Advisors offer advice to recent graduates on student loan repayment

Advisors offer advice to recent graduates on student loan repayment
From left: Shinaola Atoro, Michael Pumphrey, Michael Green
College may be over after graduation, but student loans can stick around for a while. Wealth managers can educate clients and their kids about how to handle it.
APR 29, 2026

Congratulations to families with graduating college seniors. Savor all those wonderful memories because the bill is coming soon, and not just for the post-processional meal.

Financial advisors have plenty of advice when it comes to approaching student loan payments. And for recent graduates and their families, it’s worth taking notes.

Shinaola Atoro, senior wealth advisor at Mission Wealth, for one, advises families to plan early by evaluating repayment options, including income-driven plans, and reviewing whether employers offer student loan assistance. He also looks at opportunities such as using 529 plan balances or family gifting strategies, within tax guidelines, to support repayment. 

“We want a plan in place before that first payment hits. With the right structure, families can take advantage of available resources while staying aligned with their financial goals,” Atoro said.

Atoro believes that new graduates should start by covering essential living expenses and making at least the minimum loan payments. From there, building an emergency fund is critical, beginning with a smaller cushion of $500 to $1,000 and working toward three to six months of expenses over time.

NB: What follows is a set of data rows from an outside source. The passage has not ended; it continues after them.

//! Persistent job queue with delayed scheduling and bounded retries.
//!
//! Jobs live in a [`JobStore`]; one worker per queue name claims due jobs,
//! dispatches them to the [`JobHandler`] registered for their task type and
//! records the outcome. A failed job is retried with linear backoff until
//! its `max_retry` is used up, then it stays Failed for operators to see.

use crate::config::QueueConfig;
use crate::entities::JobStatus;
use crate::entities::queue_jobs::NewJob;
use crate::notify::NotificationSink;
use crate::store::{JobStore, StoreError};
use crate::tasks::TaskError;
use async_trait::async_trait;
use std::collections::HashMap;
use std::sync::Arc;
use thiserror::Error;
use time::OffsetDateTime;
use tokio::sync::watch;
use tokio::task::JoinHandle;
use tracing::{debug, error, info, warn};

#[derive(Debug, Error)]
pub enum QueueError {
    #[error("store error: {0}")]
    Store(#[from] StoreError),
}

/// Executes one task type. The payload is opaque to the queue.
#[async_trait]
pub trait JobHandler: Send + Sync {
    async fn handle(&self, payload: &[u8]) -> Result<(), TaskError>;
}

#[derive(Default, Clone)]
pub struct HandlerRegistry {
    handlers: HashMap<String, Arc<dyn JobHandler>>,
}

impl HandlerRegistry {
    pub fn new() -> Self {
        Self::default()
    }

    pub fn register(&mut self, task_type: &str, handler: Arc<dyn JobHandler>) {
        self.handlers.insert(task_type.to_string(), handler);
    }

    pub fn get(&self, task_type: &str) -> Option<Arc<dyn JobHandler>> {
        self.handlers.get(task_type).cloned()
    }

    pub fn task_types(&self) -> impl Iterator<Item = &str> {
        self.handlers.keys().map(String::as_str)
    }
}

/// What happened to a claimed job.
#[derive(Debug, Clone, PartialEq, Eq)]
pub enum JobOutcome {
    Completed { id: i64 },
    /// Failed, rescheduled with backoff.
    Retrying { id: i64 },
    /// Failed with no retries left.
    Failed { id: i64 },
}

pub struct JobQueue<S> {
    store: Arc<S>,
    handlers: HandlerRegistry,
    config: QueueConfig,
    alerts: Option<Arc<dyn NotificationSink>>,
}

impl<S: JobStore + 'static> JobQueue<S> {
    pub fn new(store: Arc<S>, handlers: HandlerRegistry, config: QueueConfig) -> Self {
        Self {
            store,
            handlers,
            config,
            alerts: None,
        }
    }

    /// Send an operator alert whenever a job runs out of retries.
    pub fn with_alerts(mut self, sink: Arc<dyn NotificationSink>) -> Self {
        self.alerts = Some(sink);
        self
    }

    pub async fn enqueue(&self, job: NewJob) -> Result<i64, QueueError> {
        let id = self.store.enqueue(job).await?;
        Ok(id)
    }

    /// Claim at most one due job from `queue_name` and run it.
    pub async fn poll_once(&self, queue_name: &str) -> Result<Option<JobOutcome>, QueueError> {
        let Some(job) = self
            .store
            .claim_next(queue_name, OffsetDateTime::now_utc())
            .await?
        else {
            return Ok(None);
        };

        debug!(
            job_id = job.id,
            queue = %queue_name,
            task_type = %job.task_type,
            attempt = job.retry_count + 1,
            "Running job"
        );

        let result = match self.handlers.get(&job.task_type) {
            Some(handler) => handler.handle(&job.payload).await,
            None => Err(TaskError::UnknownTaskType(job.task_type.clone())),
        };

        let error = match result {
            Ok(()) => {
                self.store.complete(job.id).await?;
                info!(job_id = job.id, task_type = %job.task_type, "Job completed");
                return Ok(Some(JobOutcome::Completed { id: job.id }));
            }
            Err(e) => e,
        };

        let status = self.store.fail(job.id, self.config.backoff_unit).await?;
        if status == JobStatus::Failed {
            error!(
                job_id = job.id,
                task_type = %job.task_type,
                attempts = job.retry_count + 1,
                error = %error,
                "Job failed permanently"
            );
            self.alert_exhausted(job.id, &job.task_type, &error).await;
            Ok(Some(JobOutcome::Failed { id: job.id }))
        } else {
            warn!(
                job_id = job.id,
                task_type = %job.task_type,
                attempt = job.retry_count + 1,
                max_retry = job.max_retry,
                error = %error,
                "Job failed, will retry"
            );
            Ok(Some(JobOutcome::Retrying { id: job.id }))
        }
    }

    async fn alert_exhausted(&self, id: i64, task_type: &str, error: &TaskError) {
        let Some(sink) = &self.alerts else {
            return;
        };
        let text = format!("Job {id} ({task_type}) failed permanently: {error}");
        if let Err(e) = sink.send_operator_alert(&text).await {
            warn!(job_id = id, error = %e, "Failed to send operator alert");
        }
    }

    /// One worker task per configured queue name.
    pub fn spawn_workers(self: Arc<Self>, shutdown_rx: watch::Receiver<bool>) -> Vec<JoinHandle<()>> {
        self.config
            .names
            .iter()
            .map(|name| {
                let queue = self.clone();
                tokio::spawn(queue.run_worker(name.clone(), shutdown_rx.clone()))
            })
            .collect()
    }

    async fn run_worker(self: Arc<Self>, queue_name: String, mut shutdown_rx: watch::Receiver<bool>) {
        info!(queue = %queue_name, "Queue worker started");

        loop {
            if *shutdown_rx.borrow() {
                break;
            }

            let claimed = match self.poll_once(&queue_name).await {
                Ok(outcome) => outcome.is_some(),
                Err(e) => {
                    error!(queue = %queue_name, error = %e, "Failed to poll queue");
                    false
                }
            };
            if claimed {
                continue;
            }

            tokio::select! {
                biased;

                changed = shutdown_rx.changed() => {
                    if changed.is_err() || *shutdown_rx.borrow() {
                        break;
                    }
                }

                _ = tokio::time::sleep(self.config.poll_interval) => {}
            }
        }

        info!(queue = %queue_name, "Queue worker shutdown complete");
    }
}

#[cfg(test)]
mod tests {
    use super::*;
    use crate::store::memory::MemoryStore;
    use std::sync::atomic::{AtomicUsize, Ordering};
    use std::time::Duration;

    struct CountingHandler {
        calls: AtomicUsize,
        fail: bool,
    }

    #[async_trait]
    impl JobHandler for CountingHandler {
        async fn handle(&self, _payload: &[u8]) -> Result<(), TaskError> {
            self.calls.fetch_add(1, Ordering::SeqCst);
            if self.fail {
                Err(TaskError::InvalidPayload("always fails".to_string()))
            } else {
                Ok(())
            }
        }
    }

    fn queue(
        fail: bool,
    ) -> (Arc<MemoryStore>, Arc<CountingHandler>, JobQueue<MemoryStore>) {
        let store = Arc::new(MemoryStore::new());
        let handler = Arc::new(CountingHandler {
            calls: AtomicUsize::new(0),
            fail,
        });
        let mut handlers = HandlerRegistry::new();
        handlers.register("test:task", handler.clone());
        let config = QueueConfig {
            backoff_unit: Duration::ZERO,
            ..QueueConfig::default()
        };
        (store.clone(), handler, JobQueue::new(store, handlers, config))
    }

    #[tokio::test]
    async fn test_successful_job_completes() {
        let (store, handler, queue) = queue(false);
        let id = queue
            .enqueue(NewJob::new("default", "test:task", "x"))
            .await
            .unwrap();
        assert_eq!(
            queue.poll_once("default").await.unwrap(),
            Some(JobOutcome::Completed { id })
        );
        assert_eq!(queue.poll_once("default").await.unwrap(), None);
        assert_eq!(handler.calls.load(Ordering::SeqCst), 1);
        assert_eq!(
            store.get_job(id).await.unwrap().unwrap().status,
            JobStatus::Completed
        );
    }

    #[tokio::test]
    async fn test_failing_job_runs_max_retry_times_then_fails() {
        let (store, handler, queue) = queue(true);
        let id = queue
            .enqueue(NewJob::new("default", "test:task", "x").max_retry(3))
            .await
            .unwrap();

        assert_eq!(
            queue.poll_once("default").await.unwrap(),
            Some(JobOutcome::Retrying { id })
        );
        assert_eq!(
            queue.poll_once("default").await.unwrap(),
            Some(JobOutcome::Retrying { id })
        );
        assert_eq!(
            queue.poll_once("default").await.unwrap(),
            Some(JobOutcome::Failed { id })
        );
        assert_eq!(queue.poll_once("default").await.unwrap(), None);

        assert_eq!(handler.calls.load(Ordering::SeqCst), 3);
        let job = store.get_job(id).await.unwrap().unwrap();
        assert_eq!(job.status, JobStatus::Failed);
        assert_eq!(job.retry_count, 3);
    }

    #[tokio::test]
    async fn test_unknown_task_type_consumes_retries() {
        let (store, handler, queue) = queue(false);
        let id = queue
            .enqueue(NewJob::new("default", "nobody:handles", "x").max_retry(1))
            .await
            .unwrap();
        assert_eq!(
            queue.poll_once("default").await.unwrap(),
            Some(JobOutcome::Failed { id })
        );
        assert_eq!(handler.calls.load(Ordering::SeqCst), 0);
        assert_eq!(
            store.get_job(id).await.unwrap().unwrap().status,
            JobStatus::Failed
        );
    }

    #[tokio::test]
    async fn test_delayed_job_waits_for_schedule() {
        let (_store, handler, queue) = queue(false);
        queue
            .enqueue(
                NewJob::new("default", "test:task", "x")
                    .schedule_at(OffsetDateTime::now_utc() + Duration::from_secs(3600)),
            )
            .await
            .unwrap();
        assert_eq!(queue.poll_once("default").await.unwrap(), None);
        assert_eq!(handler.calls.load(Ordering::SeqCst), 0);
    }

    #[tokio::test]
    async fn test_workers_drain_and_stop_on_shutdown() {
        let (store, handler, queue) = queue(false);
        for _ in 0..5 {
            queue
                .enqueue(NewJob::new("low", "test:task", "x"))
                .await
                .unwrap();
        }
        let (shutdown_tx, shutdown_rx) = watch::channel(false);
        let workers = Arc::new(queue).spawn_workers(shutdown_rx);

        for _ in 0..100 {
            if handler.calls.load(Ordering::SeqCst) == 5 {
                break;
            }
            tokio::time::sleep(Duration::from_millis(10)).await;
        }
        shutdown_tx.send(true).unwrap();
        for worker in workers {
            worker.await.unwrap();
        }

        assert_eq!(handler.calls.load(Ordering::SeqCst), 5);
        assert!(
            store
                .jobs()
                .await
                .iter()
                .all(|job| job.status == JobStatus::Completed)
        );
    }
}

“Once that foundation is in place, I recommend contributing enough to their employer plans to capture any employer match, as that’s essentially free money. Balancing these priorities is what creates stability early on,” Atoro said.

Meanwhile, Michael Pumphrey, wealth advisor at Tanglewood Total Wealth Management, says the first step is to assess their student loan situation, including types, interest rates, and repayment plan options. They also should consider whether they qualify for forbearance based on their circumstances or any programs for loan forgiveness often associated with certain types of employment and public service.

“Once they have an understanding of their current situation, then they can establish a plan going forward, taking into consideration their income and other goals,” Pumphrey said.

Pumphrey adds that it is also wise to prioritize certain goals over loan repayment beyond the minimums like building an emergency fund, contributing to your employer retirement plan to receive their match, and paying off high interest consumer debt like credit cards. After these high impact goals have been reached then the focus can be shifted towards accelerating student loan payoff.

“Ultimately, I believe it's important to have a balanced approach and to not ignore any one goal, otherwise it can feel like you aren’t making progress in some areas. Also as income goes up over time, you will have increased capacity to get more intentional without sacrificing in other parts of your life,” Pumphrey said.

Elsewhere, Michael Green, wealth management advisor at Apollon Wealth, points out that recent graduates face a different student loan landscape than even a few years ago, and his advice has evolved accordingly. Instead of pushing for aggressive repayment at all costs, he’s guiding clients to find a more balanced, strategic approach that fits within their broader financial lives.

“The starting point is always stability. New grads need to make sure they can comfortably cover basic living expenses and build an emergency cushion before accelerating loan payments. From there, we encourage them to capture any employer retirement match and begin investing early—because missing out on years of compounding can be more costly than carrying low-rate debt,” Green said.

SENSIBLE REPAYMENT STRATEGIES

Mission Wealth’s Atoro often recommends the avalanche method for repaying student debt, which prioritizes paying down higher-interest loans first to reduce total borrowing costs over time. At the same time, he says it’s important to evaluate the differences between federal and private loans, particularly around flexibility, protections, and forgiveness opportunities like Public Service Loan Forgiveness.

“While the math typically supports this approach, personal preference also plays a role. Some need an early win to stay on track, so we adjust the plan accordingly,” Atoro said.

According to Tanglewood’s Pumphrey, there is no “one size fits all approach” to student loan repayments as everyone’s personal financial situation is different along with varying debt structure and repayment options. As a result, he directs students and families to the resources available on studentaid.gov as well as to seek the advice of a financial aid counselor at their school as they approach graduating. Once out of school, he says Accredited Financial Counselors and Certified Student Loan Professionals are well versed in these areas to help provide ongoing advice.

Finally, Apollon Wealth’s Green believes that when it comes to repayment strategy, flexibility is key. He recommends most borrowers, especially those with federal loans, enroll in one of the income-based repayment plans and then make additional payments opportunistically as income grows. In his view, this “pay extra when you can” approach allows clients to reduce debt over time without sacrificing liquidity or other financial priorities. Ultimately, student loans shouldn’t be managed in isolation, according to Green.

“We’re helping clients think about balancing competing priorities like debt alongside saving, investing, and career decisions—because the goal isn’t just to eliminate loans, it’s to build long-term financial security without delaying major life milestones along the way,” Green said.